We completed the appeal application form and paid the £165 fee.

When we arrived at the appeal hearing, however, we found that we had not been listed as appellants on the hearing documents and had not, therefore, been allocated time to present our case to the independent planning inspector.

A neighbour had also appealed and was given the opportunity to present his case, but that was mainly on technical grounds, which were resolved at the hearing.

The independent inspector was on a tight schedule and our attempts to present our case were brushed aside.

We were subsequently advised that the appeal had been dismissed by the then Minister of DEFA, Mr Ronan, on the basis of the independent inspector’s report, and there was no provision for further appeal.

We wrote to the ministerial planning advisor to complain about the failure to advise the independent inspector that we were also appellants.

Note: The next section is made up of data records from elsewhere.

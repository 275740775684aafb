//! Keeps registered triggers in step with the stored schedule.

use std::collections::HashMap;
use std::sync::Arc;

use chrono::{Duration, NaiveDate};

use crate::anchor::AnchorManager;
use crate::course::Course;
use crate::event::Event;
use crate::expand::ScheduleExpander;
use crate::planner::{PlanOutcome, TriggerPlanner};
use crate::term::TermConfig;

/// What a sync changed.
#[derive(Debug, Clone, Copy, Default, PartialEq, Eq)]
pub struct SyncReport {
    pub planned: usize,
    pub unplanned: usize,
    pub triggers: PlanOutcome,
}

pub struct Scheduler {
    planner: TriggerPlanner,
    anchors: Option<Arc<AnchorManager>>,
    course_reminders: Vec<u32>,
    plan_days: u32,
    planned: HashMap<String, Event>,
}

impl Scheduler {
    pub fn new(planner: TriggerPlanner, course_reminders: Vec<u32>, plan_days: u32) -> Self {
        Scheduler {
            planner,
            anchors: None,
            course_reminders,
            plan_days,
            planned: HashMap::new(),
        }
    }

    /// End live slots of events that are forgotten while in progress.
    pub fn with_anchors(mut self, anchors: Arc<AnchorManager>) -> Self {
        self.anchors = Some(anchors);
        self
    }

    pub fn planner(&self) -> &TriggerPlanner {
        &self.planner
    }

    /// Events whose triggers should be registered now: one-off events that
    /// have not ended before `today`, plus class occurrences for the planning
    /// window starting at `today` with the configured course reminders.
    pub fn upcoming(
        &self,
        courses: &[Course],
        events: &[Event],
        term: &TermConfig,
        today: NaiveDate,
    ) -> Vec<Event> {
        let mut upcoming: Vec<Event> = events
            .iter()
            .filter(|e| {
                e.end_local()
                    .or_else(|| e.start_local())
                    .is_some_and(|end| end.date() >= today)
            })
            .cloned()
            .collect();

        let last_day = today + Duration::days(i64::from(self.plan_days.saturating_sub(1)));
        let occurrences = ScheduleExpander::new(term).expand_range(today, last_day, courses);
        upcoming.extend(occurrences.into_iter().map(|mut occ| {
            occ.reminders = self.course_reminders.iter().copied().collect();
            occ
        }));

        upcoming
    }

    /// Make `desired` the planned set: unplan what changed, forget what
    /// disappeared, then plan everything desired.
    pub fn sync(&mut self, desired: Vec<Event>) -> SyncReport {
        let mut report = SyncReport::default();
        let desired: HashMap<String, Event> =
            desired.into_iter().map(|e| (e.id.clone(), e)).collect();

        let stale: Vec<Event> = self
            .planned
            .values()
            .filter(|old| desired.get(&old.id) != Some(*old))
            .cloned()
            .collect();
        let mut changed = Vec::new();
        for old in &stale {
            if desired.contains_key(&old.id) {
                self.planner.unplan(old);
                changed.push(old.id.clone());
            } else {
                self.forget(old);
            }
            report.unplanned += 1;
        }

        for event in desired.values() {
            let outcome = self.planner.plan(event);
            report.planned += 1;
            report.triggers.registered += outcome.registered;
            report.triggers.skipped += outcome.skipped;
            report.triggers.failed += outcome.failed;
            report.triggers.deferred += outcome.deferred;
        }

        // Unplanning a changed event also cancelled its live end; a slot that
        // the new times no longer cover has nothing left to close it.
        if let Some(anchors) = &self.anchors {
            for id in &changed {
                if let Some(event) = desired.get(id) {
                    if !self.planner.holds_live_slot(event) {
                        anchors.end(id);
                    }
                }
            }
        }

        self.planned = desired;
        tracing::info!(
            planned = report.planned,
            unplanned = report.unplanned,
            registered = report.triggers.registered,
            failed = report.triggers.failed,
            deferred = report.triggers.deferred,
            "Schedule synced"
        );
        report
    }

    /// Unplan a removed event and end its live slot if it is in progress.
    pub fn forget(&mut self, event: &Event) {
        self.planner.unplan(event);
        self.planned.remove(&event.id);
        if let Some(anchors) = &self.anchors {
            anchors.end(&event.id);
        }
    }

    pub fn is_planned(&self, event_id: &str) -> bool {
        self.planned.contains_key(event_id)
    }
}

Not a single word of apology was offered and, to add insult to injury, [a department official] refused to return our £165 fee on the grounds that he had no ‘legal vires’ to do to.

This decision was based on the wording of the Town and Country Planning (Appeal Fees) Order 2013, which states that the fee should be refunded if the appeal is successful, but does not mention any other circumstances, such as ‘administrative oversights’ on the part of the staff of the planning appeals office.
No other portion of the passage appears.